January/February 2002

Reading time min

Man on the Street

Photo: Thad Russell

Voss's truck stop on old Route 66, near the town of Cuba, Mo., is at the very center of the U.S. census map. Fascinating? David Brancaccio, host and senior editor of public radio’s Marketplace, thinks so. That’s why, for a week last winter, he chose to broadcast his financial news program from the hair salon at Voss’s, right in the middle of Middle America.

“It’s the sort of thing regular listeners have learned to expect from us—keeping Main Street, not Wall Street, at the front and center of our coverage,” says Brancaccio, MA ’88. Intent on exploring globalization’s effects on Main Street, he reported on everything from a local ostrich ranch at odds with South Africa’s export regulations to an enterprise selling Old Kentucky bourbon barrels around the world.

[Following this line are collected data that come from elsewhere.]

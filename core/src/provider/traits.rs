//! Identity Provider Traits
//!
//! Trait definition for third-party sign-in providers. This abstraction
//! keeps core logic away from provider-specific details: the session store
//! only ever asks a provider to stop auto-selecting accounts, and the
//! sign-in surface only drives the load/initialize/render lifecycle.
//!
//! # Design Philosophy
//!
//! The provider owns its hosted widget. The application offers a mount
//! point ([`ButtonSlot`]) and receives finished credentials over a channel;
//! it never fabricates the button content or inspects the sign-in flow.
//! Lifecycle calls made out of order are errors, mirroring a client library
//! that must be fetched before it can be configured.

use async_trait::async_trait;
use thiserror::Error;
use tokio::sync::mpsc;

/// Errors that can occur while driving a provider client
#[derive(Debug, Error)]
pub enum ProviderError {
    /// The client library could not be fetched
    #[error("provider client failed to load: {0}")]
    LoadFailed(String),

    /// A call that requires a loaded client arrived before `load`
    #[error("provider client has not been loaded")]
    NotLoaded,

    /// A call that requires configuration arrived before `initialize`
    #[error("provider client has not been initialized")]
    NotInitialized,
}

/// Configuration handed to the provider client during initialization
#[derive(Clone, Debug)]
pub struct ProviderConfig {
    /// Application identifier registered with the provider
    pub client_id: String,
}

/// Credential delivered by the provider after a completed sign-in
#[derive(Clone, Debug)]
pub struct CredentialResponse {
    /// The opaque signed credential, forwarded verbatim to `login`
    pub credential: String,
    /// How the account was chosen (e.g. "user", "auto")
    pub select_by: String,
}

/// Options for the provider-rendered sign-in button
///
/// Field values follow the provider's widget vocabulary; unknown values
/// fall back to the provider's defaults.
#[derive(Clone, Debug)]
pub struct ButtonOptions {
    /// Button variant ("standard" or "icon")
    pub kind: String,
    /// Visual theme ("outline", "filled_blue", "filled_black")
    pub theme: String,
    /// Button size ("large", "medium", "small")
    pub size: String,
    /// Label text key ("signin_with", "signup_with", "continue_with")
    pub text: String,
    /// Corner shape ("rectangular", "pill", "circle", "square")
    pub shape: String,
    /// Button width in columns
    pub width: u16,
}

impl Default for ButtonOptions {
    fn default() -> Self {
        Self {
            kind: "standard".to_string(),
            theme: "outline".to_string(),
            size: "large".to_string(),
            text: "signin_with".to_string(),
            shape: "pill".to_string(),
            width: 30,
        }
    }
}

/// Mount point a surface offers to the provider for its button widget.
///
/// The provider writes its rendered affordance into the slot; a slot that
/// was never written means the button never appeared (e.g. the client
/// failed to load) and the surface shows nothing in its place.
#[derive(Clone, Debug, Default)]
pub struct ButtonSlot {
    label: Option<String>,
}

impl ButtonSlot {
    /// Create an empty slot.
    #[must_use]
    pub fn new() -> Self {
        Self::default()
    }

    /// Whether the provider has rendered into this slot.
    #[must_use]
    pub fn is_rendered(&self) -> bool {
        self.label.is_some()
    }

    /// The rendered affordance, if any.
    #[must_use]
    pub fn label(&self) -> Option<&str> {
        self.label.as_deref()
    }

    /// Place rendered content into the slot. Called by provider
    /// implementations only.
    pub fn place(&mut self, label: String) {
        self.label = Some(label);
    }

    /// Empty the slot (surface unmount).
    pub fn clear(&mut self) {
        self.label = None;
    }
}

/// Identity provider trait
///
/// Implement this trait to integrate a sign-in provider. All methods are
/// callable from any task; implementations guard their own state.
#[async_trait]
pub trait IdentityProvider: Send + Sync {
    /// Load the provider's client library.
    ///
    /// Idempotent: loading an already-loaded client is a no-op. A failed
    /// load leaves the client unusable; callers log and stop (no retry).
    async fn load(&self) -> Result<(), ProviderError>;

    /// Whether the client library is currently loaded.
    fn is_loaded(&self) -> bool;

    /// Configure the loaded client with the application identity and the
    /// channel that receives completed sign-in credentials.
    ///
    /// # Errors
    ///
    /// Returns [`ProviderError::NotLoaded`] when called before a successful
    /// `load`.
    fn initialize(
        &self,
        config: ProviderConfig,
        credentials: mpsc::Sender<CredentialResponse>,
    ) -> Result<(), ProviderError>;

    /// Render the provider's own button into `slot`.
    ///
    /// # Errors
    ///
    /// Returns [`ProviderError::NotLoaded`] or
    /// [`ProviderError::NotInitialized`] when the lifecycle has not reached
    /// the rendering stage.
    fn render_button(
        &self,
        slot: &mut ButtonSlot,
        options: &ButtonOptions,
    ) -> Result<(), ProviderError>;

    /// Ask the provider to stop auto-selecting the previously used account.
    ///
    /// Best-effort: a no-op when the client is not loaded.
    fn disable_auto_select(&self);

    /// Release the client library (surface unmount). Best-effort; absence
    /// of the client is not an error.
    fn unload(&self);
}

Most days, however, Brancaccio doesn’t travel far from his home in L.A.’s La Brea neighborhood, where he lives with his wife, Mary, and their three children. In fact, his workday starts there. Awakening just before dawn, Brancaccio reads news bureau updates and scans Reuters English abstracts of major world newspapers before driving a blissfully short 15 minutes to the radio studios in downtown L.A.

Today, as he does every weekday morning, Brancaccio joins senior producer David Brown and the editorial staff in the “war room” of their offices at 8:15. The nine editors, directors and assistants gather around a long oval table. Two large whiteboards rest against the wall, beneath five clocks registering time in Tokyo, Moscow, London, New York and Los Angeles.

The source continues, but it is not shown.